**REQUIREMENT**
The result should be the line with "is data rather" followed by every remaining line of the entries, each reproduced exactly, with nothing else.

**GIVEN DATA**
═══

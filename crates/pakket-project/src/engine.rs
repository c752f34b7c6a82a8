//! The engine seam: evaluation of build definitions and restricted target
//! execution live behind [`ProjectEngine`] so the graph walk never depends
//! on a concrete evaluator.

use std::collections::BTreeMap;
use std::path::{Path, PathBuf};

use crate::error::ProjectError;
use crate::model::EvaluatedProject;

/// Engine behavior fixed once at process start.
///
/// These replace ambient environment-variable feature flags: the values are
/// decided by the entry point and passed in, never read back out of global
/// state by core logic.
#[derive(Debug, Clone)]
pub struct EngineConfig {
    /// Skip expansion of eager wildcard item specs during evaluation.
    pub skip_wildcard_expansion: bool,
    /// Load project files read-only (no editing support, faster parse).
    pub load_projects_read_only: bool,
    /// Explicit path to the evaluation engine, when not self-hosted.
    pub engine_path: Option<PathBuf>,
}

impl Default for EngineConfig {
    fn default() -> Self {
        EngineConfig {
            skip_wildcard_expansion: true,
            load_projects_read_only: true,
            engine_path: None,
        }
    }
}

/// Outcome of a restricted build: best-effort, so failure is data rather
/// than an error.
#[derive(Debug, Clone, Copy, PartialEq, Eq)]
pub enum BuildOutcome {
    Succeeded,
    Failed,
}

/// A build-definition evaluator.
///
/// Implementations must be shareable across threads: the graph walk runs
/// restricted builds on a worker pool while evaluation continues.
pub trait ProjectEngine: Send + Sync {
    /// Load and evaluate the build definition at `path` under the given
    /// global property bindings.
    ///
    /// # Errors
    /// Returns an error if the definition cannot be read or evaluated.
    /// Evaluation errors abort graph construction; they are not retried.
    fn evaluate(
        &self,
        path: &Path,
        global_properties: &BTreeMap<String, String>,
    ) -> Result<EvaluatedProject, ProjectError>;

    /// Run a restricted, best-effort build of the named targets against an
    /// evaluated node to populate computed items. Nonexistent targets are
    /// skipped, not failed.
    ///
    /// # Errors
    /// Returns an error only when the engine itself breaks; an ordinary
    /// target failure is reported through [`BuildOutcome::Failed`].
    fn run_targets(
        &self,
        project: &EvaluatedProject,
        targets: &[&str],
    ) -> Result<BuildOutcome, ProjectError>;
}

═══

**OUTPUT OF THE TASK**
/// Outcome of a restricted build: best-effort, so failure is data rather
/// than an error.
#[derive(Debug, Clone, Copy, PartialEq, Eq)]
pub enum BuildOutcome {
    Succeeded,
    Failed,
}

/// A build-definition evaluator.
///
/// Implementations must be shareable across threads: the graph walk runs
/// restricted builds on a worker pool while evaluation continues.
pub trait ProjectEngine: Send + Sync {
    /// Load and evaluate the build definition at `path` under the given
    /// global property bindings.
    ///
    /// # Errors
    /// Returns an error if the definition cannot be read or evaluated.
    /// Evaluation errors abort graph construction; they are not retried.
    fn evaluate(
        &self,
        path: &Path,
        global_properties: &BTreeMap<String, String>,
    ) -> Result<EvaluatedProject, ProjectError>;

    /// Run a restricted, best-effort build of the named targets against an
    /// evaluated node to populate computed items. Nonexistent targets are
    /// skipped, not failed.
    ///
    /// # Errors
    /// Returns an error only when the engine itself breaks; an ordinary
    /// target failure is reported through [`BuildOutcome::Failed`].
    fn run_targets(
        &self,
        project: &EvaluatedProject,
        targets: &[&str],
    ) -> Result<BuildOutcome, ProjectError>;
}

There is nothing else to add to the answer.